Simplicity in Storm versus Hadoop and Actors (aka Storm as a new foundation)

1,432 views
Skip to first unread message

kovas boguta

unread,
Dec 26, 2011, 7:00:06 PM12/26/11
to storm...@googlegroups.com
I've been taking a closer look at Storm over the holidays, and getting
increasingly impressed with what Nathan has pulled off.

Today, Storm's killer application is stream processing. But even in
Nathan's release presentation, that's only one of the three use cases.

So setting aside specific applications, what does Storm offer, and how
does that compare with other solutions? The way I see it, it provides
several fundamental primitives:

- algorithmically distributing units of work
- making sure they get done
- ability to compose these distributed, fault tolerant units of work

These capabilities are also present in Hadoop and Actors, but there
they are, in the parlance of our times, complected with other things.
And thus are less like primitives, and more like features -- and
harder to build upon.

In actors, for instance, the units of work are complected with the
destination of the work, much like the worker/queue situation in
Nathan's presentation. In Hadoop, the map-reduce algorithm is
complected with fault-tolerance and distribution.
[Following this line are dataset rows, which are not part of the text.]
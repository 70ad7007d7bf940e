use std::collections::HashMap;

use chrono::{DateTime, Utc};
use serde::{Deserialize, Serialize};

use crate::model::{
    common::{CitizenId, ConstituencyId, ElectionId, PartyId},
    db::{constituency::Constituency, election::Election, tally::Tally},
};

/// One party's result in one constituency.
#[derive(Debug, Clone, PartialEq, Eq, Serialize, Deserialize)]
pub struct ResultEntry {
    pub constituency_id: ConstituencyId,
    pub constituency_name: String,
    pub party_id: PartyId,
    pub party_name: String,
    /// Name of the party's candidate, if they are still on record.
    pub candidate_name: Option<String>,
    pub votes: u64,
}

/// Names needed to present an election's tallies.
#[derive(Debug, Default)]
pub struct ResultNames {
    pub constituencies: HashMap<ConstituencyId, Constituency>,
    pub parties: HashMap<PartyId, String>,
    pub citizens: HashMap<CitizenId, String>,
}

impl ResultNames {
    fn constituency_name(&self, id: ConstituencyId) -> String {
        self.constituencies
            .get(&id)
            .map(|c| c.name.clone())
            .unwrap_or_else(|| format!("Constituency {id}"))
    }

    fn party_name(&self, id: PartyId) -> String {
        self.parties
            .get(&id)
            .cloned()
            .unwrap_or_else(|| format!("Party {id}"))
    }

    fn candidate_name(&self, constituency_id: ConstituencyId, party_id: PartyId) -> Option<String> {
        let candidate = self
            .constituencies
            .get(&constituency_id)?
            .candidate_for(party_id)?;
        self.citizens.get(&candidate.citizen_id).cloned()
    }
}

/// Present tallies as results, ranked by constituency, then by votes (highest first),
/// then by party.
pub fn rank_results(tallies: &[Tally], names: &ResultNames) -> Vec<ResultEntry> {
    let mut results: Vec<_> = tallies
        .iter()
        .map(|tally| ResultEntry {
            constituency_id: tally.constituency_id,
            constituency_name: names.constituency_name(tally.constituency_id),
            party_id: tally.party_id,
            party_name: names.party_name(tally.party_id),
            candidate_name: names.candidate_name(tally.constituency_id, tally.party_id),
            votes: tally.votes,
        })
        .collect();
    results.sort_by(|a, b| {
        a.constituency_id
            .cmp(&b.constituency_id)
            .then(b.votes.cmp(&a.votes))
            .then(a.party_id.cmp(&b.party_id))
    });
    results
}

/// A constituency's ranked results.
#[derive(Debug, Clone, PartialEq, Eq, Serialize, Deserialize)]
pub struct ConstituencyResults {
    pub id: ConstituencyId,
    pub name: String,
    pub results: Vec<ResultEntry>,
}

/// An ended election with its results, grouped by constituency.
#[derive(Debug, Clone, PartialEq, Eq, Serialize, Deserialize)]
pub struct PastElection {
    pub id: ElectionId,
    pub name: String,
    pub ended_at: Option<DateTime<Utc>>,
    pub constituencies: Vec<ConstituencyResults>,
}

impl PastElection {
    /// Group ranked results under each of the election's constituencies, in election order.
    ///
    /// Constituencies without votes are listed with no results.
    pub fn new(election: Election, names: &ResultNames, ranked: Vec<ResultEntry>) -> Self {
        let mut by_constituency: HashMap<ConstituencyId, Vec<ResultEntry>> = HashMap::new();
        for entry in ranked {
            by_constituency
                .entry(entry.constituency_id)
                .or_default()
                .push(entry);
        }
        let constituencies = election
            .constituencies
            .iter()
            .map(|&id| ConstituencyResults {
                id,
                name: names.constituency_name(id),
                results: by_constituency.remove(&id).unwrap_or_default(),
            })
            .collect();
        Self {
            id: election.id,
            name: election.name,
            ended_at: election.ended_at,
            constituencies,
        }
    }
}

#[cfg(test)]
mod tests {
    use super::*;

    use crate::model::db::constituency::Candidate;

    fn tally(constituency_id: ConstituencyId, party_id: PartyId, votes: u64) -> Tally {
        Tally {
            election_id: 1,
            constituency_id,
            party_id,
            votes,
        }
    }

    fn names() -> ResultNames {
        let mut names = ResultNames::default();
        names.constituencies.insert(
            1,
            Constituency::example(
                1,
                vec![
                    Candidate {
                        party_id: 1,
                        citizen_id: 10,
                    },
                    Candidate {
                        party_id: 2,
                        citizen_id: 20,
                    },
                ],
            ),
        );
        names.constituencies.insert(2, Constituency::example(2, vec![]));
        names.parties.insert(1, "Reds".to_string());
        names.parties.insert(2, "Blues".to_string());
        names.citizens.insert(10, "Robin".to_string());
        names.citizens.insert(20, "Kit".to_string());
        names
    }

    fn ranking(results: &[ResultEntry]) -> Vec<(ConstituencyId, PartyId, u64)> {
        results
            .iter()
            .map(|r| (r.constituency_id, r.party_id, r.votes))
            .collect()
    }

    #[test]
    fn most_votes_first() {
        let results = rank_results(&[tally(1, 1, 3), tally(1, 2, 5)], &names());
        assert_eq!(ranking(&results), vec![(1, 2, 5), (1, 1, 3)]);
        assert_eq!(results[0].party_name, "Blues");
        assert_eq!(results[0].candidate_name.as_deref(), Some("Kit"));
        assert_eq!(results[0].constituency_name, "Constituency 1");
    }

    #[test]
    fn grouped_by_constituency_then_ties_by_party() {
        let tallies = [tally(2, 2, 4), tally(1, 2, 1), tally(2, 1, 4), tally(1, 1, 7)];
        let results = rank_results(&tallies, &names());
        assert_eq!(
            ranking(&results),
            vec![(1, 1, 7), (1, 2, 1), (2, 1, 4), (2, 2, 4)]
        );
    }

    #[test]
    fn missing_names_fall_back() {
        let results = rank_results(&[tally(3, 9, 1)], &names());
        assert_eq!(results[0].constituency_name, "Constituency 3");
        assert_eq!(results[0].party_name, "Party 9");
        assert_eq!(results[0].candidate_name, None);
    }

    #[test]
    fn past_election_lists_every_constituency() {
        let names = names();
        let mut election = Election::new(1, "By-election".to_string(), None, vec![2, 1]);
        election.state = crate::model::common::ElectionState::Ended;
        let ranked = rank_results(&[tally(1, 1, 3), tally(1, 2, 5)], &names);

        let past = PastElection::new(election, &names, ranked);
        let layout: Vec<_> = past
            .constituencies
            .iter()
            .map(|c| (c.id, c.results.len()))
            .collect();
        assert_eq!(layout, vec![(2, 0), (1, 2)]);
        assert_eq!(past.constituencies[1].results[0].party_id, 2);
    }
}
Thinking of Storm as a solution to the distributed computation problem
opens the door to more general applications, in particular the
often-mentioned question of bridging Storm and Hadoop.

As a thought experiment, lets take a look at Hadoop's remaining core
capabilities, and think how libraries/extensions of Storm could
replicate them:

1. Efficient batch computation via appropriate buffering, compression,
file formats
An individual hadoop node achieves high throughput via batch
processing records. Storm can be extended to support batched
abstractions like clojure's chunked-seq, that are transparent to the
programmer . This gets you higher-throughput IO, and provides
opportunity for compression. This could be implemented in the storm
core, or by user libraries. Efficient file formats like avro can be
utilized by bolts directly without going through the whole hadoop
framework.

2. Efficient utilization of HDFS via leveraging data locality
If bolts are to process data residing in HDFS, we can use Storm's
stream grouping to associate file splits with bolts running at the
corresponding node. The input HDFS file is broken up into a stream of
messages where the message id is the file split; these get sent to the
appropriate bolt, the bolt reads the data using off-the-shelf hadoop
input formats, writes the result to HDFS and sends the resulting
splits to the next bolts in the topology. In fact, you could break up
the process into three bolts on the same machine: a bolt that reads
the file, a bolt that does computation, and another bolt that writes
another file -- thus separating the core logic from the IO and
allowing you to do both batch and realtime computation with the same
core bolt. This can be done at the library level.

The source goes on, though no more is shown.